[Stored items]
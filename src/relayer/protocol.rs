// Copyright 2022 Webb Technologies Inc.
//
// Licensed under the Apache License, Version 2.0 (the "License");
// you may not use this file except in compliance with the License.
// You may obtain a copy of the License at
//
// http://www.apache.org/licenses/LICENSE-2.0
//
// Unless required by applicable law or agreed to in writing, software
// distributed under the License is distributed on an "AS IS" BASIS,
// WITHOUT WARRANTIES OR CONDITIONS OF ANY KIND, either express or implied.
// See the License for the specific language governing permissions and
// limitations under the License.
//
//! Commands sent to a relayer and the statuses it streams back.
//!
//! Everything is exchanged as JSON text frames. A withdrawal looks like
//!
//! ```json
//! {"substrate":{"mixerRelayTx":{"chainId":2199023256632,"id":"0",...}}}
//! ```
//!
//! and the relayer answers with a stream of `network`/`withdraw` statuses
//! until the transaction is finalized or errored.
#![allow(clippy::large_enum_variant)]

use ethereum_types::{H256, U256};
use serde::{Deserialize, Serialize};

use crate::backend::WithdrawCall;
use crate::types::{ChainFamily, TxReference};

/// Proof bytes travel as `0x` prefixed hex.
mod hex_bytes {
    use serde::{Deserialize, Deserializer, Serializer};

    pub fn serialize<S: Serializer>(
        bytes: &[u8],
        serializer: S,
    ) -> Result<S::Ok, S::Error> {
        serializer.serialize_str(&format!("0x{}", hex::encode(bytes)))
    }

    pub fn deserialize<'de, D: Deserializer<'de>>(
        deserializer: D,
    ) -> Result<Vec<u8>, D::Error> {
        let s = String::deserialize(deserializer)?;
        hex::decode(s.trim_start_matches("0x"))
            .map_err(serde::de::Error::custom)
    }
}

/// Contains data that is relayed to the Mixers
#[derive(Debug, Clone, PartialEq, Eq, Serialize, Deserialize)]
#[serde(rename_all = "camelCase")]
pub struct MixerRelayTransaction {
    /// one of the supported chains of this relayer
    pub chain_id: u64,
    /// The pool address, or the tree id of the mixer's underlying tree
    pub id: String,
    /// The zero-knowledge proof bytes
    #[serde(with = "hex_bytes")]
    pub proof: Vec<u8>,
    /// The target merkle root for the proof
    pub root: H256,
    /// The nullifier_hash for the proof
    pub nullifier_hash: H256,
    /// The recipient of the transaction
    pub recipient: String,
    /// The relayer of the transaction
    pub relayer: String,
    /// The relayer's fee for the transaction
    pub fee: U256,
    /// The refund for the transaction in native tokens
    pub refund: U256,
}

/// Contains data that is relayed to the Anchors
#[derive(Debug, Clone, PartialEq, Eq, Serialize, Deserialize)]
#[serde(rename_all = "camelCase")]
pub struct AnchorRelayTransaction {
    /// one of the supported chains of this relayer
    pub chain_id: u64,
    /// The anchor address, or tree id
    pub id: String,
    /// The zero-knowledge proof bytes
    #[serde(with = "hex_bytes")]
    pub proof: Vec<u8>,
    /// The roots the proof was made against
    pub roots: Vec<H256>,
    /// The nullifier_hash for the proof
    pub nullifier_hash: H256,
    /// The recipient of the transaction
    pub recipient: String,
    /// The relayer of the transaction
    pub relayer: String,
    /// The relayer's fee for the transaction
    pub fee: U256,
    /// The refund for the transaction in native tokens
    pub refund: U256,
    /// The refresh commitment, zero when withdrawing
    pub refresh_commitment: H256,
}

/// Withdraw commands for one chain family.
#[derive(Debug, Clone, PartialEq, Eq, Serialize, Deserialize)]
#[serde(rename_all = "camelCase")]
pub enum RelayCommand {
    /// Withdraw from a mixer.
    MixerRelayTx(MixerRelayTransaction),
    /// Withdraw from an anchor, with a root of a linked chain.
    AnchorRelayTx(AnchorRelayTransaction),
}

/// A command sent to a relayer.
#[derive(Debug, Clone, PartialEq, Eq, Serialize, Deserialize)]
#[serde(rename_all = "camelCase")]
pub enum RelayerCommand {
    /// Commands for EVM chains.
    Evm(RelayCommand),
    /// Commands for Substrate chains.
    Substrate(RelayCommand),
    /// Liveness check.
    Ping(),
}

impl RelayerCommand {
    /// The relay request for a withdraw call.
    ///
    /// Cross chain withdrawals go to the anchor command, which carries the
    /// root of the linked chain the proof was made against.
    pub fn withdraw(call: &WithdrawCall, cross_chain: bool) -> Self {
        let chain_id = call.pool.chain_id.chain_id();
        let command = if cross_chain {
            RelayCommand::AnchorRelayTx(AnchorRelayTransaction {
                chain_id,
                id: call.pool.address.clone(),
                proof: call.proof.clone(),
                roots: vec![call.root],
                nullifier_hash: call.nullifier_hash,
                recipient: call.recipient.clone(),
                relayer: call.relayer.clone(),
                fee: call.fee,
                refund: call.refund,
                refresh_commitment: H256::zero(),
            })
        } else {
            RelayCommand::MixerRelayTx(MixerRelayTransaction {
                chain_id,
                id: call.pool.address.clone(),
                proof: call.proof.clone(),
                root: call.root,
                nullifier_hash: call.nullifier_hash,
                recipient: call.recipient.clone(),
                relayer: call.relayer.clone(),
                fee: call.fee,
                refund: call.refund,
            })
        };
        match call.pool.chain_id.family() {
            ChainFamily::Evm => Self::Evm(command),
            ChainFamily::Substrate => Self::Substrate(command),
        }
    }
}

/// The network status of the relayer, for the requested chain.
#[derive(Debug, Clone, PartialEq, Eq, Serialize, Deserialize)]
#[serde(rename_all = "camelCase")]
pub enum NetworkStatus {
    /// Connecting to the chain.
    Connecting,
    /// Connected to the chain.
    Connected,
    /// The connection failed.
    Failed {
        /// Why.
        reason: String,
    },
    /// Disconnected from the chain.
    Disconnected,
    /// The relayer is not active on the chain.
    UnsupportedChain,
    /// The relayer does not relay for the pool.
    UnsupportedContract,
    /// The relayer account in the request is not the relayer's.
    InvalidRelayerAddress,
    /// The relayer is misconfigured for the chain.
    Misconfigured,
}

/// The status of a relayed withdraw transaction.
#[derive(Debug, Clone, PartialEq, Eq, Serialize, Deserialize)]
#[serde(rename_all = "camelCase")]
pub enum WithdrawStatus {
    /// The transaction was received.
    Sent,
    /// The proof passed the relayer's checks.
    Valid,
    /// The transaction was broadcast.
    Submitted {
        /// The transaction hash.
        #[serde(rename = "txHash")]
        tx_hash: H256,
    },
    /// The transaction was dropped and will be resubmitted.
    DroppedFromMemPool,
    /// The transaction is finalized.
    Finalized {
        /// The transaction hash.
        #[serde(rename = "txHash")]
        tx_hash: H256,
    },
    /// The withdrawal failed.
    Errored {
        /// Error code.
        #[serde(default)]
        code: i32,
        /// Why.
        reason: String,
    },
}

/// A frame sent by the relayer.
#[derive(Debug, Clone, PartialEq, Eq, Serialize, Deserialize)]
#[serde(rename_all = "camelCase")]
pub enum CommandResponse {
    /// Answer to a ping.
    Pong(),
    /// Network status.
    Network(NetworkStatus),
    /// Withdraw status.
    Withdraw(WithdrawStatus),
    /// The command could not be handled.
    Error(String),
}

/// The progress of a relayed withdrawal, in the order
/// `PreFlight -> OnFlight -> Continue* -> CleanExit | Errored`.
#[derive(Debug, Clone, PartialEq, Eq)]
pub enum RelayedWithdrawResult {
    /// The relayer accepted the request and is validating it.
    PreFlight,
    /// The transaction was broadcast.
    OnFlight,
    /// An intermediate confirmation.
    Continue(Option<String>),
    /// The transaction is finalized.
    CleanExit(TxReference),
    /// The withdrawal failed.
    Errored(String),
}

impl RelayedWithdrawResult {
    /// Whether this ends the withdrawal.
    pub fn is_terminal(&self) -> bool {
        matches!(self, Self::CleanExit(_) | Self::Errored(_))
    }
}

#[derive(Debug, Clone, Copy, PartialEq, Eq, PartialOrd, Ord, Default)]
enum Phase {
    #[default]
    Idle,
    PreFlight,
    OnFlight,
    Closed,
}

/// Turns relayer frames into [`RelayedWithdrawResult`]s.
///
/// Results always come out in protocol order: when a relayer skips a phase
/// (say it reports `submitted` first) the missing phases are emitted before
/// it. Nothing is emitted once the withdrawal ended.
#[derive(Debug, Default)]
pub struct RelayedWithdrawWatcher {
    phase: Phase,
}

- _Problem statement_
The range runs from the line above containing "and the relayer" to the line containing "use crate::backend::WithdrawCall;", inclusive. Restate those lines word for word and no others.

- _Completed task_
//! and the relayer answers with a stream of `network`/`withdraw` statuses
//! until the transaction is finalized or errored.
#![allow(clippy::large_enum_variant)]

use ethereum_types::{H256, U256};
use serde::{Deserialize, Serialize};

use crate::backend::WithdrawCall;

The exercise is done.